Elastic Properties of Boron-Nitride Nanotubes through an Atomic Simulation Method

1School of Civil Engineering and Architecture, Zhongyuan University of Technology, Zhengzhou 450007, China
2Department of Architectural Engineering, Zhengzhou Railway Vocational and Technical College, Zhengzhou 451460, China

Received 29 August 2014; Revised 29 October 2014; Accepted 29 October 2014

Academic Editor: Kim M. Liew

Copyright © 2015 Jixiao Tao et al. This is an open access article distributed under the Creative Commons Attribution License, which permits unrestricted use, distribution, and reproduction in any medium, provided the original work is properly cited.

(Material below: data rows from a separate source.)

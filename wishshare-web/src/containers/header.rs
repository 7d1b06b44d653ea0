use crate::{models::app_state::AppState, routes::MainRoute};
use yew::{Callback, Html, Properties, function_component, html};
use yew_router::hooks::use_navigator;
use yew_router::prelude::Link;
use yewdux::prelude::use_selector;

#[derive(Properties, PartialEq)]
pub struct HeaderProps {
    #[prop_or_default]
    pub on_logout: Option<Callback<()>>,
}

#[function_component(Header)]
pub fn header(props: &HeaderProps) -> Html {
    let navigator = use_navigator();
    let user = use_selector(|state: &AppState| state.user.clone());
    let user_opt = (*user).clone();

    let logout_button = {
        let on_logout = props.on_logout.clone();
        let navigator = navigator.clone();
        let onclick = Callback::from(move |event: yew::MouseEvent| {
            event.prevent_default();
            if let Some(callback) = on_logout.clone() {
                callback.emit(());
            }
            if let Some(nav) = navigator.clone() {
                nav.push(&MainRoute::Login);
            }
        });
        html! {
            <li><a {onclick}>{ "Log out" }</a></li>
        }
    };

    html! {
        <nav class="navbar justify-between bg-base-300">
            <a class="btn btn-ghost text-lg">
                <Link<MainRoute> to={MainRoute::Home} classes="text-lg font-bold text-primary">
                    { "WishShare" }
                </Link<MainRoute>>
            </a>
            {
                match user_opt {
                    Some(user) => html! {
                        <div class="flex items-center gap-2">
                            <ul class="menu menu-horizontal px-1 hidden sm:flex">
                                <li>
                                    <Link<MainRoute> to={MainRoute::OwnedCommunities}>
                                        { "My Communities" }
                                    </Link<MainRoute>>
                                </li>
                                <li>
                                    <Link<MainRoute> to={MainRoute::JoinedCommunities}>
                                        { "Joined Communities" }
                                    </Link<MainRoute>>
                                </li>
                            </ul>
                            <div class="dropdown dropdown-end">
                                <div tabindex="0" role="button" class="btn btn-ghost btn-circle">
                                    <i class="fa-solid fa-user text-lg"></i>
                                </div>
                                <ul tabindex="0" class="dropdown-content z-[1] menu p-2 shadow bg-base-200 rounded-box w-52">
                                    <li class="px-2 py-1 text-left">
                                        <div class="text-sm font-semibold text-base-content">{ &user.name }</div>
                                        <div class="text-xs text-base-content/70">{ &user.email }</div>
                                    </li>
                                    <div class="divider my-0"></div>
                                    {logout_button}
                                </ul>
                            </div>
                        </div>
                    },
                    None => html! {
                        <Link<MainRoute> to={MainRoute::Login} classes="btn btn-primary btn-sm">
                            { "Sign In" }
                        </Link<MainRoute>>
                    },
                }
            }
        </nav>
    }
}
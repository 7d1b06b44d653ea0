//! Wire types shared across the WishShare client.
//!
//! Everything the web frontend sends to or receives from the WishShare API
//! lives here: the response envelope, the auth/community/member models and
//! the API error type.

pub mod models;
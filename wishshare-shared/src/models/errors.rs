use thiserror::Error;

/// Failure surfaced by the API client.
///
/// `Api` covers responses the server produced (non-2xx, or an envelope with
/// `status == false`); `Transport` covers requests that never got a
/// response; `Decode` covers responses that did not match the expected
/// envelope shape.
#[derive(Debug, Clone, Error, PartialEq, Eq)]
pub enum ApiError {
    #[error("{}", .message.as_deref().unwrap_or("request rejected by server"))]
    Api {
        status: Option<u16>,
        message: Option<String>,
    },
    #[error("network error: {0}")]
    Transport(String),
    #[error("malformed response: {0}")]
    Decode(String),
}

impl ApiError {
    /// The HTTP status code, when the server produced one.
    pub fn status(&self) -> Option<u16> {
        match self {
            ApiError::Api { status, .. } => *status,
            _ => None,
        }
    }

    /// The server-supplied message, when there was one.
    pub fn server_message(&self) -> Option<&str> {
        match self {
            ApiError::Api { message, .. } => message.as_deref(),
            _ => None,
        }
    }

    /// The user lacks the role required for the operation.
    pub fn is_forbidden(&self) -> bool {
        self.status() == Some(403)
    }

    /// The credential is missing, expired or invalid.
    pub fn is_unauthorized(&self) -> bool {
        self.status() == Some(401)
    }
}

#[cfg(test)]
mod tests {
    use super::*;

    #[test]
    fn api_error_prefers_server_message() {
        let err = ApiError::Api {
            status: Some(409),
            message: Some("name already taken".to_string()),
        };
        assert_eq!(err.to_string(), "name already taken");
        assert_eq!(err.server_message(), Some("name already taken"));
        assert_eq!(err.status(), Some(409));
    }

    #[test]
    fn api_error_falls_back_to_generic_text() {
        let err = ApiError::Api {
            status: Some(500),
            message: None,
        };
        assert_eq!(err.to_string(), "request rejected by server");
        assert!(err.server_message().is_none());
    }

    #[test]
    fn status_helpers() {
        let forbidden = ApiError::Api {
            status: Some(403),
            message: None,
        };
        assert!(forbidden.is_forbidden());
        assert!(!forbidden.is_unauthorized());

        let unauthorized = ApiError::Api {
            status: Some(401),
            message: None,
        };
        assert!(unauthorized.is_unauthorized());

        let transport = ApiError::Transport("connection refused".to_string());
        assert_eq!(transport.status(), None);
        assert!(!transport.is_forbidden());
        assert_eq!(transport.to_string(), "network error: connection refused");
    }
}
//! Validation logic for the auth, create-community and add-member forms.
//!
//! Extracted from the page components so each rule runs before any network
//! call and can be tested without a rendering environment.

/// Validation errors that can occur during form validation.
#[derive(Debug, PartialEq, Eq, Clone)]
pub enum ValidationError {
    /// Field is required but empty
    Required,
    /// Email address is invalid (missing @ symbol)
    InvalidEmail,
    /// Password confirmation doesn't match password
    PasswordsDoNotMatch,
    /// Community name is too short (less than 2 characters)
    CommunityNameTooShort,
}

/// Validates the display name on the sign-up form.
pub fn validate_name(name: &str) -> Result<(), ValidationError> {
    if name.trim().is_empty() {
        return Err(ValidationError::Required);
    }
    Ok(())
}

/// Validates an email address.
///
/// # Validation rules
/// - Email must not be empty
/// - Email must contain an '@' symbol
pub fn validate_email(email: &str) -> Result<(), ValidationError> {
    let trimmed = email.trim();
    if trimmed.is_empty() {
        return Err(ValidationError::Required);
    }
    if !trimmed.contains('@') {
        return Err(ValidationError::InvalidEmail);
    }
    Ok(())
}

/// Validates a password.
pub fn validate_password(password: &str) -> Result<(), ValidationError> {
    if password.is_empty() {
        return Err(ValidationError::Required);
    }
    Ok(())
}

/// Validates that the password confirmation matches the password.
pub fn validate_confirm_password(
    confirm_password: &str,
    password: &str,
) -> Result<(), ValidationError> {
    if confirm_password != password {
        return Err(ValidationError::PasswordsDoNotMatch);
    }
    Ok(())
}

/// Validates a new community's name.
///
/// # Validation rules
/// - Name must not be blank
/// - Name must be at least 2 characters long
pub fn validate_community_name(name: &str) -> Result<(), ValidationError> {
    if name.trim().is_empty() {
        return Err(ValidationError::Required);
    }
    if name.chars().count() < 2 {
        return Err(ValidationError::CommunityNameTooShort);
    }
    Ok(())
}

/// Validates the user id entered on the add-member form.
pub fn validate_member_user_id(user_id: &str) -> Result<(), ValidationError> {
    if user_id.trim().is_empty() {
        return Err(ValidationError::Required);
    }
    Ok(())
}

#[cfg(test)]
mod tests {
    use super::*;

    #[test]
    fn test_validate_name() {
        assert!(validate_name("Dana").is_ok());
        assert_eq!(validate_name(""), Err(ValidationError::Required));
        assert_eq!(validate_name("   "), Err(ValidationError::Required));
    }

    #[test]
    fn test_validate_email_valid() {
        assert!(validate_email("user@example.com").is_ok());
        assert!(validate_email("user.name+tag@example.com").is_ok());
    }

    #[test]
    fn test_validate_email_invalid() {
        assert_eq!(validate_email(""), Err(ValidationError::Required));
        assert_eq!(validate_email("   "), Err(ValidationError::Required));
        assert_eq!(
            validate_email("userexample.com"),
            Err(ValidationError::InvalidEmail)
        );
    }

    #[test]
    fn test_validate_password() {
        assert!(validate_password("hunter22").is_ok());
        assert_eq!(validate_password(""), Err(ValidationError::Required));
    }

    #[test]
    fn test_validate_confirm_password() {
        assert!(validate_confirm_password("secret", "secret").is_ok());
        assert_eq!(
            validate_confirm_password("secret", "Secret"),
            Err(ValidationError::PasswordsDoNotMatch)
        );
    }

    #[test]
    fn test_validate_community_name() {
        assert!(validate_community_name("ab").is_ok());
        assert!(validate_community_name("Board games").is_ok());

        // One character fails before any network call is made.
        assert_eq!(
            validate_community_name("a"),
            Err(ValidationError::CommunityNameTooShort)
        );
        assert_eq!(validate_community_name(""), Err(ValidationError::Required));
        assert_eq!(
            validate_community_name("  "),
            Err(ValidationError::Required)
        );
    }

    #[test]
    fn test_validate_member_user_id() {
        assert!(validate_member_user_id("u123").is_ok());
        assert_eq!(validate_member_user_id(""), Err(ValidationError::Required));
        assert_eq!(
            validate_member_user_id("   "),
            Err(ValidationError::Required)
        );
    }
}
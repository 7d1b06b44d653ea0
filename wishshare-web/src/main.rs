mod api;
mod app;
mod components;
mod containers;
mod models;
mod pages;
mod pagination;
mod routes;
mod session;
mod validation;

#[cfg(test)]
mod api_test;
#[cfg(test)]
mod routes_test;

use app::App;
use yew::Renderer;
use yew::{Html, function_component, html};
use yewdux::YewduxRoot;

#[function_component(Root)]
fn root() -> Html {
    html! {
        <YewduxRoot>
            <App />
        </YewduxRoot>
    }
}

fn main() {
    // Disable truncation of panic payloads to debug any panics
    std::panic::set_hook(Box::new(|info| {
        if let Some(s) = info.payload().downcast_ref::<String>() {
            web_sys::console::log_1(&format!("Panic: {}", s).into());
        } else if let Some(s) = info.payload().downcast_ref::<&str>() {
            web_sys::console::log_1(&format!("Panic: {}", s).into());
        } else {
            web_sys::console::log_1(&"Unknown panic".into());
        }
        if let Some(location) = info.location() {
            web_sys::console::log_1(
                &format!(
                    "  at {}:{}:{}",
                    location.file(),
                    location.line(),
                    location.column()
                )
                .into(),
            );
        }
    }));

    web_sys::console::log_1(&"Starting WishShare Application".into());

    // Mount the app to the document body
    Renderer::<Root>::with_root(
        web_sys::window()
            .unwrap()
            .document()
            .unwrap()
            .get_elements_by_tag_name("body")
            .item(0)
            .unwrap(),
    )
    .render();
}
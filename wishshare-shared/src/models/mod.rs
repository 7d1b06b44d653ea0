pub mod community;
pub mod envelope;
pub mod errors;
pub mod member;
pub mod user;

pub use community::{Community, CreateCommunityRequest};
pub use envelope::{Ack, ApiEnvelope, Content, PageMeta};
pub use errors::ApiError;
pub use member::{AddMemberRequest, CommunityMember, MemberRecord, MemberRole};
pub use user::{AuthGrant, SessionUser, SignInRequest, SignUpRequest};
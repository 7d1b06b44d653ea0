use crate::containers::header::Header;
use yew::{Callback, Children, Html, Properties, function_component, html};

#[derive(Properties, PartialEq)]
pub struct LayoutProps {
    pub children: Children,
    #[prop_or_default]
    pub on_logout: Option<Callback<()>>,
}

#[function_component(Layout)]
pub fn layout(props: &LayoutProps) -> Html {
    html! {
        <>
            <Header on_logout={props.on_logout.clone()} />
            <div class="min-h-screen bg-base-100">
                <main class="max-w-7xl mx-auto px-4 py-6">
                    {props.children.clone()}
                </main>
                <footer class="footer footer-center p-4 border-t border-base-300 text-base-content">
                    <div>
                        <p>{ "WishShare · Create and share wishlists with friends" }</p>
                    </div>
                </footer>
            </div>
        </>
    }
}
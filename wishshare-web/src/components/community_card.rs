use shared::models::Community;
use yew::{Callback, Html, Properties, function_component, html};

#[derive(Properties, PartialEq)]
pub struct CommunityCardProps {
    pub community: Community,
    /// Emits the community id when the card is opened.
    pub on_open: Callback<String>,
}

#[function_component(CommunityCard)]
pub fn community_card(props: &CommunityCardProps) -> Html {
    let community = &props.community;
    let onclick = {
        let on_open = props.on_open.clone();
        let id = community.id.clone();
        Callback::from(move |_: yew::MouseEvent| on_open.emit(id.clone()))
    };

    html! {
        <div class="card bg-base-100 shadow-md hover:shadow-lg transition-shadow cursor-pointer" onclick={onclick.clone()}>
            <div class="card-body">
                <h3 class="card-title text-lg">{ &community.name }</h3>
                <p class="text-sm text-base-content/70">
                    { format!("Created: {}", community.created_at.format("%b %e, %Y")) }
                </p>
                <div class="card-actions mt-2">
                    <button class="btn btn-sm btn-outline btn-primary w-full" type="button" {onclick}>
                        { "View Community" }
                    </button>
                </div>
            </div>
        </div>
    }
}
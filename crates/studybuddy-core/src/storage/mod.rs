//! Persistence: the SQLite study ledger and TOML configuration.

pub mod config;
pub mod database;

pub use config::Config;
pub use database::{Database, SessionRecord, Stats};

use std::path::PathBuf;

use uuid::Uuid;

use crate::error::LedgerError;

/// Durable store of accumulated study minutes per user.
///
/// `session_id` is the deduplication key: a store that honors it makes the
/// increment idempotent, so replaying a credit after a reported failure can
/// never double count.
pub trait StudyStore: Send {
    /// Add `minutes` to `user_id`'s running total and return the new total.
    fn increment_study_minutes(
        &self,
        user_id: &str,
        session_id: Uuid,
        minutes: f64,
    ) -> Result<f64, LedgerError>;
}

/// Returns the application data directory, creating it if needed.
///
/// `STUDYBUDDY_DATA_DIR` overrides the location outright. Otherwise this is
/// `~/.config/studybuddy/`, or `~/.config/studybuddy-dev/` when
/// `STUDYBUDDY_ENV=dev`.
pub fn data_dir() -> Result<PathBuf, std::io::Error> {
    if let Ok(dir) = std::env::var("STUDYBUDDY_DATA_DIR") {
        let dir = PathBuf::from(dir);
        std::fs::create_dir_all(&dir)?;
        return Ok(dir);
    }

    let base_dir = dirs::home_dir()
        .unwrap_or_else(|| PathBuf::from("."))
        .join(".config");

    let env = std::env::var("STUDYBUDDY_ENV").unwrap_or_else(|_| "production".to_string());
    let dir = if env == "dev" {
        base_dir.join("studybuddy-dev")
    } else {
        base_dir.join("studybuddy")
    };

    std::fs::create_dir_all(&dir)?;
    Ok(dir)
}

#[cfg(test)]
mod tests {
    use super::*;

    // No other unit test touches the environment, so no races here.
    #[test]
    fn data_dir_override_wins_and_is_created() {
        let dir = tempfile::tempdir().unwrap();
        let target = dir.path().join("nested");

        std::env::set_var("STUDYBUDDY_DATA_DIR", &target);
        let resolved = data_dir();
        std::env::remove_var("STUDYBUDDY_DATA_DIR");

        assert_eq!(resolved.unwrap(), target);
        assert!(target.is_dir());
    }
}
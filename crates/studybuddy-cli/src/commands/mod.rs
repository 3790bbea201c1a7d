pub mod config;
pub mod session;
pub mod stats;
pub mod watch;
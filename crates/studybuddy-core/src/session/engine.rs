//! Study session state machine.
//!
//! ```text
//! Idle --start--> Running --tick * target reached--> Completed
//!                 Running --cancel--------------> Abandoned
//!                 Running --app backgrounded----> Abandoned
//!                 Completed | Abandoned --acknowledge--> Idle
//! ```
//!
//! The timer never sleeps and never reads the clock itself. Elapsed time is
//! the wall-clock delta between the start instant and the `now_ms` passed to
//! each call, so a process suspension shows up as one large delta on the
//! next tick rather than as drift. Callers drive `tick` on whatever cadence
//! suits them; one second is typical.

use serde::{Deserialize, Serialize};
use uuid::Uuid;

use crate::clock::epoch_ms_to_utc;
use crate::error::TimerError;
use crate::events::Event;
use crate::session::lifecycle::AppLifecycle;

/// Where the session sits in its lifecycle.
#[derive(Debug, Clone, Copy, PartialEq, Eq, Serialize, Deserialize)]
#[serde(rename_all = "lowercase")]
pub enum SessionStatus {
    /// No session underway, none awaiting acknowledgement.
    Idle,
    /// Counting toward the target duration.
    Running,
    /// Target reached; waiting to be acknowledged.
    Completed,
    /// Ended early; waiting to be acknowledged.
    Abandoned,
}

/// Why a session was abandoned.
#[derive(Debug, Clone, Copy, PartialEq, Eq, Serialize, Deserialize)]
#[serde(rename_all = "lowercase")]
pub enum AbandonReason {
    /// The user cancelled it.
    Cancelled,
    /// The app left the foreground while the session ran.
    Backgrounded,
}

/// The session timer state machine.
///
/// Plain data plus transition methods. Serializable so hosts can persist it
/// across process restarts; time always arrives as a `now_ms` argument.
#[derive(Debug, Clone, Serialize, Deserialize)]
pub struct SessionTimer {
    status: SessionStatus,
    session_id: Option<Uuid>,
    target_secs: u64,
    start_epoch_ms: u64,
    elapsed_secs: u64,
    #[serde(default)]
    abandon_reason: Option<AbandonReason>,
    /// An abandonment happened off-screen and has not been surfaced yet.
    #[serde(default)]
    notice_pending: bool,
    /// Wall-clock instant of the last Active -> Inactive transition.
    #[serde(default)]
    last_active_epoch_ms: Option<u64>,
}

impl SessionTimer {
    pub fn new() -> Self {
        Self {
            status: SessionStatus::Idle,
            session_id: None,
            target_secs: 0,
            start_epoch_ms: 0,
            elapsed_secs: 0,
            abandon_reason: None,
            notice_pending: false,
            last_active_epoch_ms: None,
        }
    }

    // ── Commands ─────────────────────────────────────────────────────

    /// Begin a session of `target_secs` at wall-clock `now_ms`.
    ///
    /// Rejected with [`TimerError::InvalidDuration`] for a zero target and
    /// with [`TimerError::ReentrantStart`] while a session is running; in
    /// both cases the timer is left untouched. Starting from `Completed` or
    /// `Abandoned` implicitly acknowledges the previous outcome.
    pub fn start(&mut self, target_secs: u64, now_ms: u64) -> Result<Event, TimerError> {
        if target_secs == 0 {
            return Err(TimerError::InvalidDuration { seconds: target_secs });
        }
        if self.status == SessionStatus::Running {
            return Err(TimerError::ReentrantStart);
        }

        let session_id = Uuid::new_v4();
        self.status = SessionStatus::Running;
        self.session_id = Some(session_id);
        self.target_secs = target_secs;
        self.start_epoch_ms = now_ms;
        self.elapsed_secs = 0;
        self.abandon_reason = None;
        self.notice_pending = false;

        Ok(Event::SessionStarted {
            session_id,
            target_secs,
            at: epoch_ms_to_utc(now_ms),
        })
    }

    /// Recompute elapsed time from the wall clock and complete the session
    /// if the target has been reached.
    ///
    /// No-op outside `Running`. Completion fires exactly once; later ticks
    /// return `None` until the outcome is acknowledged.
    pub fn tick(&mut self, now_ms: u64) -> Option<Event> {
        if self.status != SessionStatus::Running {
            return None;
        }
        let session_id = self.session_id?;

        self.refresh_elapsed(now_ms);
        if self.elapsed_secs < self.target_secs {
            return None;
        }

        self.status = SessionStatus::Completed;
        Some(Event::SessionCompleted {
            session_id,
            target_secs: self.target_secs,
            elapsed_secs: self.elapsed_secs,
            credited_min: self.target_secs as f64 / 60.0,
            at: epoch_ms_to_utc(now_ms),
        })
    }

    /// Abandon the running session at the user's request.
    ///
    /// No-op outside `Running`. Nothing is credited to the ledger.
    pub fn cancel(&mut self, now_ms: u64) -> Option<Event> {
        if self.status != SessionStatus::Running {
            return None;
        }
        let session_id = self.session_id?;

        self.refresh_elapsed(now_ms);
        self.status = SessionStatus::Abandoned;
        self.abandon_reason = Some(AbandonReason::Cancelled);

        Some(Event::SessionAbandoned {
            session_id,
            reason: AbandonReason::Cancelled,
            elapsed_secs: self.elapsed_secs,
            at: epoch_ms_to_utc(now_ms),
        })
    }

    /// Dismiss a terminal outcome, returning the timer to `Idle`.
    pub fn acknowledge(&mut self, now_ms: u64) -> Option<Event> {
        match self.status {
            SessionStatus::Completed | SessionStatus::Abandoned => {
                self.reset_to_idle();
                Some(Event::SessionAcknowledged {
                    at: epoch_ms_to_utc(now_ms),
                })
            }
            SessionStatus::Idle | SessionStatus::Running => None,
        }
    }

    /// React to a host lifecycle transition.
    ///
    /// Leaving the foreground while a session runs abandons it immediately;
    /// there is no pause or resume. An `Inactive` dip (screen lock, app
    /// switcher) keeps the session counting. Coming back out of
    /// `Background` surfaces the off-screen abandonment exactly once.
    pub fn on_lifecycle(
        &mut self,
        from: AppLifecycle,
        to: AppLifecycle,
        now_ms: u64,
    ) -> Option<Event> {
        use AppLifecycle::{Active, Background, Inactive};

        match (from, to) {
            (Active, Inactive) => {
                self.last_active_epoch_ms = Some(now_ms);
                None
            }
            (Active, Background) | (Inactive, Background) => self.abandon_backgrounded(now_ms),
            (Background, Active) | (Background, Inactive) => self.take_pending_notice(now_ms),
            _ => None,
        }
    }

    // ── Queries ──────────────────────────────────────────────────────

    /// Point-in-time view of the timer without mutating it.
    ///
    /// While running, elapsed time is computed fresh from `now_ms`, so a
    /// snapshot taken between ticks is still current.
    pub fn snapshot(&self, now_ms: u64) -> Event {
        let elapsed_secs = match self.status {
            SessionStatus::Running => self.elapsed_at(now_ms),
            _ => self.elapsed_secs,
        };
        let progress = if self.target_secs == 0 {
            0.0
        } else {
            (elapsed_secs as f64 / self.target_secs as f64).min(1.0)
        };

        Event::StateSnapshot {
            status: self.status,
            session_id: self.session_id,
            target_secs: self.target_secs,
            elapsed_secs,
            remaining_secs: self.target_secs.saturating_sub(elapsed_secs),
            progress,
            at: epoch_ms_to_utc(now_ms),
        }
    }

    pub fn status(&self) -> SessionStatus {
        self.status
    }

    pub fn session_id(&self) -> Option<Uuid> {
        self.session_id
    }

    pub fn target_secs(&self) -> u64 {
        self.target_secs
    }

    pub fn elapsed_secs(&self) -> u64 {
        self.elapsed_secs
    }

    pub fn start_epoch_ms(&self) -> u64 {
        self.start_epoch_ms
    }

    pub fn abandon_reason(&self) -> Option<AbandonReason> {
        self.abandon_reason
    }

    pub fn last_active_epoch_ms(&self) -> Option<u64> {
        self.last_active_epoch_ms
    }

    pub fn is_running(&self) -> bool {
        self.status == SessionStatus::Running
    }

    // ── Internal ─────────────────────────────────────────────────────

    fn abandon_backgrounded(&mut self, now_ms: u64) -> Option<Event> {
        if self.status != SessionStatus::Running {
            return None;
        }
        let session_id = self.session_id?;

        self.refresh_elapsed(now_ms);
        self.status = SessionStatus::Abandoned;
        self.abandon_reason = Some(AbandonReason::Backgrounded);
        self.notice_pending = true;

        Some(Event::SessionAbandoned {
            session_id,
            reason: AbandonReason::Backgrounded,
            elapsed_secs: self.elapsed_secs,
            at: epoch_ms_to_utc(now_ms),
        })
    }

    fn take_pending_notice(&mut self, now_ms: u64) -> Option<Event> {
        if !self.notice_pending {
            return None;
        }
        let session_id = self.session_id?;

        self.notice_pending = false;
        Some(Event::AbandonmentNotice {
            session_id,
            elapsed_secs: self.elapsed_secs,
            at: epoch_ms_to_utc(now_ms),
        })
    }

    // Floored whole seconds since start. The max keeps elapsed time from
    // walking backwards if the wall clock does.
    fn elapsed_at(&self, now_ms: u64) -> u64 {
        self.elapsed_secs
            .max(now_ms.saturating_sub(self.start_epoch_ms) / 1000)
    }

    fn refresh_elapsed(&mut self, now_ms: u64) {
        self.elapsed_secs = self.elapsed_at(now_ms);
    }

    fn reset_to_idle(&mut self) {
        self.status = SessionStatus::Idle;
        self.session_id = None;
        self.target_secs = 0;
        self.start_epoch_ms = 0;
        self.elapsed_secs = 0;
        self.abandon_reason = None;
        self.notice_pending = false;
    }
}

impl Default for SessionTimer {
    fn default() -> Self {
        Self::new()
    }
}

The elastic properties of the boron-nitride nanotubes are studied based on an atomic simulation method that is called atomic-scale finite element method. The Tersoff-Brenner potential is used to describe the interaction between boron and nitrogen atoms, and the computational method is established in an atomic-scale scheme similar to the classical finite element method. Young’s modulus is evaluated for the boron-nitride nanotubes, and their buckling behavior is analyzed. It is shown that the diameter has an obvious influence on Young’s modulus of BNNTs, and the buckling is little related to the length of the nanotubes.